Finding Trump with Neural Networks

Finding Trump with Neural Networks
June 19, 2018 James Allen-Robertson

This post originally appeared on Medium

When the President tweets, how do we know who is really behind the keyboard? With a trained Neural Network, we might be able to find out.

Prior to March 2018 Donald Trump had been using an unauthorised personal Android phone in his role as POTUS. Whilst a source of anxiety for his Staff, for journalists and researchers this was particularly useful for distinguishing the words of the President himself, from those of the White House Staff. With Twitter’s API — the gateway Twitter makes available for anyone wanting to utilise their data — providing information on the ‘source’ for each Tweet, it became a fair assumption that if the ‘source’ was Android, it was pure Trump.

However as you can see from the following chart that maps the month of the tweet (on the x axis) by the frequency of tweeting (on the y axis), around March 2017 activity from Android drops off, and iPhone activity picks up.

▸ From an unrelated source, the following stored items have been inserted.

//! CLI application for pension disclosure extraction.

mod commands;
mod table;

use clap::{Parser, Subcommand};
use tracing::Level;
use tracing_subscriber::FmtSubscriber;

use commands::{batch, config, process};

/// Pension disclosure extraction - structured account data from clearing-house XML
#[derive(Parser)]
#[command(name = "pensia")]
#[command(author, version, about, long_about = None)]
struct Cli {
    /// Enable verbose output
    #[arg(short, long, action = clap::ArgAction::Count)]
    verbose: u8,

    /// Path to config file
    #[arg(short, long, global = true)]
    config: Option<String>,

    #[command(subcommand)]
    command: Commands,
}

#[derive(Subcommand)]
enum Commands {
    /// Extract accounts from a single disclosure file
    Process(process::ProcessArgs),

    /// Extract accounts from multiple disclosure files
    Batch(batch::BatchArgs),

    /// Manage configuration
    Config(config::ConfigArgs),
}

#[tokio::main]
async fn main() -> anyhow::Result<()> {
    let cli = Cli::parse();

    // Set up logging based on verbosity
    let level = match cli.verbose {
        0 => Level::WARN,
        1 => Level::INFO,
        2 => Level::DEBUG,
        _ => Level::TRACE,
    };

    let subscriber = FmtSubscriber::builder()
        .with_max_level(level)
        .with_target(false)
        .finish();

    tracing::subscriber::set_global_default(subscriber)?;

    match cli.command {
        Commands::Process(args) => process::run(args, cli.config.as_deref()).await,
        Commands::Batch(args) => batch::run(args, cli.config.as_deref()).await,
        Commands::Config(args) => config::run(args).await,
    }
}
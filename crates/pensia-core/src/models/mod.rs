//! Data models for extraction results and configuration.

pub mod config;
pub mod record;

pub use config::{ExtractionConfig, PensiaConfig};
pub use record::{
    AccountRecord, ContributionPeriod, ContributionTotal, FileResult, PayerRole, PersonDetails,
    SeveranceCategory, SeveranceTotal,
};
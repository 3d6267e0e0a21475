//! Extraction passes that turn parsed documents into account records.

pub mod accounts;
pub mod balance;
pub mod components;
pub mod employer;
pub mod person;
pub mod processor;
pub mod product;
pub mod resolve;
pub mod tags;
pub mod value;

pub use processor::PensionExtractor;
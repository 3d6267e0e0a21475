//! Flattened account table used by the CSV and text output formats.
//!
//! One row per account, fixed Hebrew column order: identity columns,
//! the five severance categories, the six contribution buckets, then
//! reconciliation totals.

use pensia_core::{
    AccountRecord, ContributionPeriod, ContributionTotal, FileResult, PayerRole,
    SeveranceCategory,
};

/// Identity column headers, in order.
const BASE_COLUMNS: [&str; 6] = [
    "מספר חשבון",
    "שם תכנית",
    "חברה מנהלת",
    "יתרה",
    "תאריך התחלה",
    "סוג מוצר",
];

/// Trailing reconciliation column headers, in order.
const TAIL_COLUMNS: [&str; 6] = [
    "סך תגמולים",
    "סך פיצויים",
    "סך רכיבים",
    "פער יתרה מול רכיבים",
    "תאריך נכונות יתרה",
    "מעסיקים היסטוריים",
];

/// All column headers in report order.
pub fn column_headers() -> Vec<String> {
    let mut headers: Vec<String> = BASE_COLUMNS.iter().map(|s| s.to_string()).collect();
    for category in SeveranceCategory::ALL {
        headers.push(category.label().to_string());
    }
    for role in PayerRole::ALL {
        for period in ContributionPeriod::ALL {
            headers.push(ContributionTotal::column_label(role, period));
        }
    }
    headers.extend(TAIL_COLUMNS.iter().map(|s| s.to_string()));
    headers
}

/// Flatten one account into the fixed column order. Absent severance
/// and contribution cells stay empty rather than zero.
fn account_row(record: &AccountRecord) -> Vec<String> {
    let mut row = vec![
        record.account_number.clone(),
        record.plan_name.clone(),
        record.company_name.clone(),
        format_plain(record.balance),
        record.start_date.clone(),
        record.product_type.clone(),
    ];
    for category in SeveranceCategory::ALL {
        row.push(
            record
                .severance_amount(category)
                .map(format_plain)
                .unwrap_or_default(),
        );
    }
    for role in PayerRole::ALL {
        for period in ContributionPeriod::ALL {
            row.push(
                record
                    .contribution_amount(role, period)
                    .map(format_plain)
                    .unwrap_or_default(),
            );
        }
    }
    row.push(format_plain(record.contribution_total));
    row.push(format_plain(record.severance_total));
    row.push(format_plain(record.component_total));
    row.push(format_plain(record.balance_discrepancy));
    row.push(record.balance_date.clone());
    row.push(record.employers.join("."));
    row
}

/// Render results as a flattened CSV table.
pub fn to_csv(results: &[FileResult]) -> anyhow::Result<String> {
    let mut writer = csv::Writer::from_writer(vec![]);
    writer.write_record(column_headers())?;
    for result in results {
        for account in &result.accounts {
            writer.write_record(account_row(account))?;
        }
    }
    let data = String::from_utf8(writer.into_inner()?)?;
    Ok(data)
}

/// Render one result as a plain text summary.
pub fn to_text(result: &FileResult) -> String {
    let mut output = String::new();

    output.push_str(&format!("File: {}\n", result.file));
    output.push_str(&format!("Accounts: {}\n", result.accounts.len()));

    if let Some(person) = &result.person_details {
        if let Some(name) = &person.full_name {
            output.push_str(&format!("Client: {}\n", name));
        }
        if let Some(id) = &person.id_number {
            output.push_str(&format!("ID: {}\n", id));
        }
    }

    for account in &result.accounts {
        output.push_str("\n");
        output.push_str(&format!("Account: {}\n", account.account_number));
        output.push_str(&format!("  Plan:    {}\n", account.plan_name));
        output.push_str(&format!("  Company: {}\n", account.company_name));
        output.push_str(&format!(
            "  Balance: {} ({})\n",
            format_amount(account.balance),
            account.balance_date
        ));
        if !account.product_type.is_empty() {
            output.push_str(&format!("  Product: {}\n", account.product_type));
        }
        for severance in &account.severance {
            output.push_str(&format!(
                "  {}: {}\n",
                severance.category.label(),
                format_amount(severance.amount)
            ));
        }
        for contribution in &account.contributions {
            output.push_str(&format!(
                "  {}: {}\n",
                contribution.label(),
                format_amount(contribution.amount)
            ));
        }
        if account.component_total != 0.0 {
            output.push_str(&format!(
                "  Components: {}\n",
                format_amount(account.component_total)
            ));
        }
        if account.balance_discrepancy != 0.0 {
            output.push_str(&format!(
                "  Discrepancy: {}\n",
                format_amount(account.balance_discrepancy)
            ));
        }
        if !account.employers.is_empty() {
            output.push_str(&format!("  Employers: {}\n", account.employers.join(", ")));
        }
    }

    output
}

/// Plain two-decimal amount used in CSV cells.
fn format_plain(value: f64) -> String {
    format!("{:.2}", value)
}

/// Grouped-thousands amount used in text output, e.g. `12,500.00`.
pub fn format_amount(value: f64) -> String {
    let plain = format!("{:.2}", value.abs());
    let (int_part, dec_part) = plain.split_once('.').unwrap_or((plain.as_str(), "00"));
    let digits: Vec<char> = int_part.chars().collect();
    let mut grouped = String::new();
    for (i, c) in digits.iter().enumerate() {
        if i > 0 && (digits.len() - i) % 3 == 0 {
            grouped.push(',');
        }
        grouped.push(*c);
    }
    let sign = if value < 0.0 { "-" } else { "" };
    format!("{}{}.{}", sign, grouped, dec_part)
}

#[cfg(test)]
mod tests {
    use super::*;
    use chrono::Utc;
    use pensia_core::SeveranceTotal;

    fn sample_result() -> FileResult {
        let account = AccountRecord {
            account_number: "12-345".to_string(),
            plan_name: "קרן פנסיה מקיפה".to_string(),
            company_name: "מנורה".to_string(),
            balance: 12500.0,
            balance_date: "2024-03-31".to_string(),
            severance: vec![SeveranceTotal {
                category: SeveranceCategory::CurrentEmployer,
                amount: 1200.0,
            }],
            severance_total: 1200.0,
            component_total: 1200.0,
            balance_discrepancy: 11300.0,
            employers: vec!["אלביט".to_string(), "רפאל".to_string()],
            ..Default::default()
        };

        FileResult {
            file: "sample.xml".to_string(),
            accounts: vec![account],
            person_details: None,
            processed_at: Utc::now(),
        }
    }

    #[test]
    fn header_covers_all_fixed_columns() {
        let headers = column_headers();
        assert_eq!(headers.len(), 6 + 5 + 6 + 6);
        assert_eq!(headers[0], "מספר חשבון");
        assert_eq!(headers[6], "פיצויים מעסקי נוכחי");
        assert_eq!(headers[11], "תגמולי עובד עד 2000");
        assert_eq!(headers[17], "סך תגמולים");
        assert_eq!(headers[22], "מעסיקים היסטוריים");
    }

    #[test]
    fn rows_follow_the_header_order() {
        let result = sample_result();
        let row = account_row(&result.accounts[0]);
        assert_eq!(row.len(), column_headers().len());
        assert_eq!(row[0], "12-345");
        assert_eq!(row[3], "12500.00");
        assert_eq!(row[6], "1200.00");
        // Absent buckets render as empty cells, not zeros.
        assert_eq!(row[7], "");
        assert_eq!(row[11], "");
        assert_eq!(row[22], "אלביט.רפאל");
    }

    #[test]
    fn csv_includes_header_and_account_rows() {
        let csv = to_csv(std::slice::from_ref(&sample_result())).unwrap();
        let lines: Vec<&str> = csv.lines().collect();
        assert_eq!(lines.len(), 2);
        assert!(lines[0].starts_with("מספר חשבון"));
        assert!(lines[1].contains("12-345"));
    }

    #[test]
    fn text_summary_lists_components() {
        let text = to_text(&sample_result());
        assert!(text.contains("Account: 12-345"));
        assert!(text.contains("Balance: 12,500.00 (2024-03-31)"));
        assert!(text.contains("פיצויים מעסקי נוכחי: 1,200.00"));
        assert!(text.contains("Employers: אלביט, רפאל"));
    }

    #[test]
    fn amounts_group_thousands() {
        assert_eq!(format_amount(0.0), "0.00");
        assert_eq!(format_amount(999.5), "999.50");
        assert_eq!(format_amount(12500.0), "12,500.00");
        assert_eq!(format_amount(1234567.891), "1,234,567.89");
        assert_eq!(format_amount(-4200.5), "-4,200.50");
    }
}
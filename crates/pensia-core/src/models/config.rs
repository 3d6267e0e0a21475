//! Configuration structures for the extraction pipeline.

use serde::{Deserialize, Serialize};

/// Main configuration for the pensia pipeline.
#[derive(Debug, Clone, Default, Serialize, Deserialize)]
#[serde(default)]
pub struct PensiaConfig {
    /// Extraction configuration.
    pub extraction: ExtractionConfig,
}

/// Account extraction configuration.
#[derive(Debug, Clone, Serialize, Deserialize)]
#[serde(default)]
pub struct ExtractionConfig {
    /// Treat nodes with account-like direct children as accounts when no
    /// known container tag matches.
    pub structural_account_fallback: bool,

    /// Scan the whole account subtree for numeric text when no balance
    /// field matches.
    pub numeric_scan_fallback: bool,
}

impl Default for ExtractionConfig {
    fn default() -> Self {
        Self {
            structural_account_fallback: true,
            numeric_scan_fallback: true,
        }
    }
}

impl PensiaConfig {
    /// Load configuration from a JSON file.
    pub fn from_file(path: &std::path::Path) -> Result<Self, std::io::Error> {
        let content = std::fs::read_to_string(path)?;
        serde_json::from_str(&content)
            .map_err(|e| std::io::Error::new(std::io::ErrorKind::InvalidData, e.to_string()))
    }

    /// Save configuration to a JSON file.
    pub fn save(&self, path: &std::path::Path) -> Result<(), std::io::Error> {
        let content = serde_json::to_string_pretty(self)
            .map_err(|e| std::io::Error::new(std::io::ErrorKind::InvalidData, e.to_string()))?;
        std::fs::write(path, content)
    }
}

Chart showing Tweet activity for “@realDonaldTrump@ split by source.

As Dan Scavino Jr., White House Director of Social Media revealed, Trump had been moved to an iPhone mid-March. Speculation from the press was that the change was motivated by matters of security, with the personal Android evading the institutional management of the White House. Whilst good for White House Staff, the (un)intended consequence has also meant the tweets written by Trump himself are now in the mix with those written by his Staff on the POTUS account. As Twitter has become such a key component of White House communication, and with the abnormal state of affairs that is this American Presidency, being able to distinguish the Tweets of the president himself from his Staff has become rather important. Enter the computational solution! — A neural network trained to recognise a Trump authored tweet by the tweet text alone.

Before we start…

First and foremost, it should be noted that this modelling was purely an exercise. I enjoy technical diversions and excuses to learn new skills. Sometimes those excuses turn into full papers and new courses for my students, but often they get stuck in a digital drawer. A similar exercise to this has already been done using other Machine Learning techniques, and I’d encourage anyone interested to go and read up on it.

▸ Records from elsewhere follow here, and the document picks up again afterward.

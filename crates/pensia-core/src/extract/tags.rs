//! Tag tables and code maps shared by the extraction passes.
//!
//! Vendor feeds name the same concept differently; each table lists the
//! known spellings in priority order. Orders are load-bearing: the first
//! match wins everywhere a table is consumed.

use crate::models::record::SeveranceCategory;

/// Container tags that mark an account element.
pub const ACCOUNT_CONTAINER_TAGS: &[&str] = &[
    "HeshbonOPolisa",
    "Heshbon",
    "Account",
    "Policy",
    "Polisa",
    "PensionAccount",
    "PensionPolicy",
    "KupatGemel",
    "BituachMenahalim",
    "KerenPensia",
];

/// Direct-child tags that make an element look like an account.
pub const ACCOUNT_CHILD_HINTS: &[&str] = &[
    "MISPAR-POLISA-O-HESHBON",
    "MISPAR-HESHBON",
    "MISPAR-POLISA",
    "SHEM-YATZRAN",
    "YATZRAN",
    "SHEM-TOCHNIT",
    "TOCHNIT",
];

/// Account-number tags that justify treating the whole document as one account.
pub const ROOT_ACCOUNT_HINTS: &[&str] =
    &["MISPAR-POLISA-O-HESHBON", "MISPAR-HESHBON", "MISPAR-POLISA"];

/// Account number candidates.
pub const ACCOUNT_NUMBER_TAGS: &[&str] = &[
    "MISPAR-POLISA-O-HESHBON",
    "MISPAR-HESHBON",
    "MISPAR-POLISA",
    "AccountNumber",
    "AccountId",
    "PolicyNumber",
];

/// Issuer name candidates looked up directly under the account.
pub const ISSUER_NAME_TAGS: &[&str] =
    &["SHEM-YATZRAN", "YATZRAN", "SHEM_HA_MOSAD", "Company", "Provider"];

/// Plan name candidates.
pub const PLAN_NAME_TAGS: &[&str] = &["SHEM-TOCHNIT", "TOCHNIT", "SHEM_TOCHNIT"];

/// Managing company name tags.
pub const MANAGING_COMPANY_NAME_TAGS: &[&str] = &[
    "SHEM-METAFEL",
    "SHEM-YATZRAN",
    "SHEM_HA_MOSAD",
    "Provider",
    "Company",
];

/// Managing company identifier-code tags.
pub const MANAGING_COMPANY_CODE_TAGS: &[&str] = &[
    "KOD-MEZAHE-METAFEL",
    "KOD-MEZAHE-YATZRAN",
    "KOD-YATZRAN",
    "MEZAHE-YATZRAN",
];

/// All managing-company tags captured for traceability, names before codes.
pub const MANAGING_COMPANY_TAGS: &[&str] = &[
    "SHEM-METAFEL",
    "SHEM-YATZRAN",
    "SHEM_HA_MOSAD",
    "Provider",
    "Company",
    "KOD-MEZAHE-METAFEL",
    "KOD-MEZAHE-YATZRAN",
    "KOD-YATZRAN",
    "MEZAHE-YATZRAN",
];

/// Captured issuer collection preferred for the display name.
pub const ISSUER_DISPLAY_TAG: &str = "SHEM-YATZRAN";

/// Plan-type tags captured for traceability.
pub const PLAN_TYPE_TAGS: &[&str] = &[
    "SUG-TOCHNIT-O-CHESHBON",
    "SUG-POLISA",
    "SUG-MUTZAR",
    "SUG-KEREN-PENSIA",
    "SUG-KUPA",
    "SUG-HAFRASHA",
];

// Balance resolution.

/// Wrapper around per-track and per-layer balance blocks.
pub const BLOCK_ITROT_TAG: &str = "BlockItrot";

/// Per-track summary node under [`BLOCK_ITROT_TAG`].
pub const PERUT_YITROT_TAG: &str = "PerutYitrot";

/// Amount fields tried on each per-track summary node.
pub const PERUT_YITROT_FIELDS: &[&str] = &["TOTAL-CHISACHON-MTZBR", "TOTAL-ERKEI-PIDION"];

/// Investment-track detail node.
pub const MASLUL_TAG: &str = "PerutMasluleiHashkaa";

/// Amount fields tried on each investment-track node.
pub const MASLUL_FIELDS: &[&str] = &["SCHUM-TZVIRA-BAMASLUL", "TOTAL-CHISACHON-MTZBR"];

/// Previous-end-of-year summary node.
pub const END_YEAR_TAG: &str = "PerutYitrotLesofShanaKodemet";

/// Amount fields tried on each end-of-year node.
pub const END_YEAR_FIELDS: &[&str] = &["YITRAT-SOF-SHANA", "TOTAL-CHISACHON-MTZBR"];

/// Point balance fields looked up directly under the account.
pub const GENERIC_BALANCE_TAGS: &[&str] = &[
    "SCHUM-TZVIRA-BAMASLUL",
    "YITRAT-KASPEY-TAGMULIM",
    "TOTAL-CHISACHON-MTZBR",
    "TOTAL-ERKEI-PIDION",
    "SCHUM-HON-EFSHAR",
    "SCHUM-CHISACHON",
    "SCHUM-TAGMULIM",
    "SCHUM-PITURIM",
    "ERECH-PIDION-PITZUIM-LEKITZBA-MAAVIDIM-KODMIM",
    "ERECH-PIDION-PITZUIM-MAASIK-NOCHECHI",
];

/// Uppercase tag fragments that double a candidate's weight in the numeric scan.
pub const SCAN_WEIGHT_FRAGMENTS: &[&str] = &["SCHUM", "YITRAT", "ERECH"];

/// Balance valuation date fields, direct children of the account.
pub const BALANCE_DATE_TAGS: &[&str] = &[
    "TAARICH-NECHONUT",
    "TAARICH-ERECH-TZVIROT",
    "TAARICH-ERECH",
    "TAARICH-MADAD",
    "TAARICH-ERECH-HAFKADA",
];

/// Valuation date fallback searched under [`BLOCK_ITROT_TAG`].
pub const BALANCE_DATE_FALLBACK_TAG: &str = "TAARICH-ERECH-TZVIROT";

/// First enrollment date field.
pub const START_DATE_TAG: &str = "TAARICH-HITZTARFUT-RISHON";

/// Absolute difference treated as a rounding artifact rather than a real amount.
pub const BALANCE_TOLERANCE: f64 = 0.5;

// Component decomposition.

/// Exact tags always captured into the raw balance-field map.
pub const BALANCE_EXPLICIT_TAGS: &[&str] = &[
    "TOTAL-CHISACHON-MTZBR",
    "TOTAL-ERKEI-PIDION",
    "YITRAT-KASPEY-TAGMULIM",
    "YITRAT-PITZUIM",
    "YITRAT-PITZUIM-MAASIK-NOCHECHI",
    "YITRAT-PITZUIM-LEKITZBA-MAAVIDIM-KODMIM",
    "ERECH-PIDION-PITZUIM-MAASIK-NOCHECHI",
    "ERECH-PIDION-PITZUIM-LEKITZBA-MAAVIDIM-KODMIM",
    "TOTAL-HAFKADOT-OVED-TAGMULIM-SHANA-NOCHECHIT",
    "TOTAL-HAFKADOT-MAAVID-TAGMULIM-SHANA-NOCHECHIT",
    "TOTAL-HAFKADOT-PITZUIM-SHANA-NOCHECHIT",
    "SCHUM-HAFKADA-SHESHULAM",
    "SCHUM-TAGMULIM",
    "SCHUM-PITURIM",
];

/// Uppercase tag fragments that mark a tag as contribution or severance related.
pub const BALANCE_KEYWORD_FRAGMENTS: &[&str] = &["TAGMUL", "PITZ", "PITZU", "PITZUI"];

/// Contribution layer node under [`BLOCK_ITROT_TAG`].
pub const PERUT_YITRA_LETKUFA_TAG: &str = "PerutYitraLeTkufa";

/// Balance-component code on a contribution layer.
pub const REKIV_TAG: &str = "REKIV-ITRA-LETKUFA";

/// Layer-inception code on a contribution layer.
pub const TECHULAT_TAG: &str = "KOD-TECHULAT-SHICHVA";

/// Layer amount field.
pub const SHICHVA_AMOUNT_TAG: &str = "SACH-ITRA-LESHICHVA-BESHACH";

/// Deposit-type code used by the contribution fallback pass.
pub const SUG_HAFRASHA_TAG: &str = "KOD-SUG-HAFRASHA";

/// Amount field used by the contribution fallback pass.
pub const FALLBACK_AMOUNT_TAG: &str = "TOTAL-CHISACHON-MTZBR";

/// Severance categories and the captured tags that feed each of them.
pub const SEVERANCE_SOURCE_TAGS: &[(SeveranceCategory, &[&str])] = &[
    (
        SeveranceCategory::CurrentEmployer,
        &[
            "ERECH-PIDION-PITZUIM-MAASIK-NOCHECHI",
            "YITRAT-PITZUIM-MAASIK-NOCHECHI",
        ],
    ),
    (
        SeveranceCategory::Settled,
        &["ERECH-PIDION-PITZUIM-LEKITZBA-MAAVIDIM-KODMIM"],
    ),
    (
        SeveranceCategory::Unsettled,
        &[
            "TZVIRAT-PITZUIM-PTURIM-MAAVIDIM-KODMIM",
            "YITRAT-PITZUIM-LELO-HITCHASHBENOT",
        ],
    ),
    (
        SeveranceCategory::PriorEmployersRightsSequence,
        &["TZVIRAT-PITZUIM-MAAVIDIM-KODMIM-BERETZEF-ZECHUYOT"],
    ),
    (
        SeveranceCategory::PriorEmployersAnnuitySequence,
        &["TZVIRAT-PITZUIM-MAAVIDIM-KODMIM-BERETZEF-KITZBA"],
    ),
];

/// Segment values that carry no numeric information.
pub const NUMERIC_SENTINELS: &[&str] = &["", "0", "0.0", "0.00", "NIL", "None", "none"];

// Product classification.

/// Product code tag.
pub const PRODUCT_CODE_TAG: &str = "SUG-MUTZAR";

/// Product codes (SUG-MUTZAR) and their canonical labels.
pub const PRODUCT_TYPE_CODES: &[(&str, &str)] = &[
    ("1", "פוליסת ביטוח חיים משולב חיסכון"),
    ("2", "פוליסת ביטוח חיים"),
    ("3", "קופת גמל"),
    ("4", "קרן פנסיה"),
    ("5", "פוליסת חיסכון טהור"),
];

/// Code labels that yield to a pension or study-fund name label.
pub const INSURANCE_FAMILY_LABELS: &[&str] = &[
    "פוליסת ביטוח חיים משולב חיסכון",
    "פוליסת ביטוח חיים",
    "פוליסת חיסכון טהור",
];

/// Name labels that override an insurance-family code label.
pub const NAME_PRIORITY_LABELS: &[&str] = &["קרן פנסיה", "קרן השתלמות"];

// Employer history.

/// Employer and payer name tags.
pub const EMPLOYER_NAME_TAGS: &[&str] = &[
    "SHEM-MAASIK",
    "SHEM-MESHALEM",
    "SHEM-BAAL-POLISA-SHEEINO-MEVUTAH",
    "SHEM-BAAL-POLISA",
    "SHEM-MAFKID",
    "SHEM-BEALIM",
    "SHEM-HAMESHALLEM",
];

// Person details.

/// Customer subtree containers, preferred first.
pub const CUSTOMER_CONTAINER_TAGS: &[&str] = &["YeshutLakoach", "Lakoach"];

/// Identity number candidates.
pub const PERSON_ID_TAGS: &[&str] = &["MISPAR-ZIHUY-LAKOACH", "MISPAR-ZEHUT", "MISPAR-ZIHUY"];

/// First name candidates.
pub const FIRST_NAME_TAGS: &[&str] = &["SHEM-PRATI", "SHEM-PRATI-LAKOACH"];

/// Last name candidates.
pub const LAST_NAME_TAGS: &[&str] = &["SHEM-MISHPACHA", "SHEM-MISHPACHA-LAKOACH"];

/// Birth date candidates.
pub const BIRTH_DATE_TAGS: &[&str] = &["TAARICH-LEIDA", "TAARICH-LEYDA"];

For this particular project however, I will be seeing whether we can train a Neural Network to recognise Trump purely by the text of the tweet. Neural networks are computer simulations that operate similarly to the way our brains work. They have highly interconnected sets of artificial neurons and can adapt and change themselves based on the data that flows through them. For this network’s data I used the Trump Twitter Archive which provides a repository of Trump account tweets going back to 2009. Unfortunately, data archiving appears to have stopped at January 2018 but we’ll work with what we’ve got for the exercise. For the programmatically-minded a narrated notebook detailing the code is available, but my aim is to give non-programmer social scientists a gist of how these processes work so that they might consider them for their own projects.

Checking the Data

To begin with I loaded the condensed datasets for 2015, 2016 and 2017 into a DataFrame, dropping all retweets as these would contain text not from Trump or his Staff. You could add in the 2018 dataset but it ends mid-January.

 

An example of the data after loading into the Pandas DataFrame

 

First, I took a quick look at the data to see what kinds of sources were being used on the account and their activity. The top 3 sources for the account across the whole combined dataset were Android, iPhone and the Twitter Web Client, though this last one appears to be most active prior to Trump’s announcement to run in the Presidential election in June 2015. Looking at a few examples from the Twitter Web Client it is not entirely clear whether it is Donald on the Web Client, or an aide.

ICYMI, @IvankaTrump’s int. on @TODAYshow discussing @Joan_Rivers & contestant rivalries on @ApprenticeNBC http://t.co/Em7bgj10SM

“@nanaelaine7 @realDonaldTrump only YOU can make it GREAT again. Your plan is the only one inside reality. MAKE AMERICA GREAT with TRUMP”

.@megynkelly recently said that she can’t be wooed by Trump. She is so average in every way, who the hell wants to woo her!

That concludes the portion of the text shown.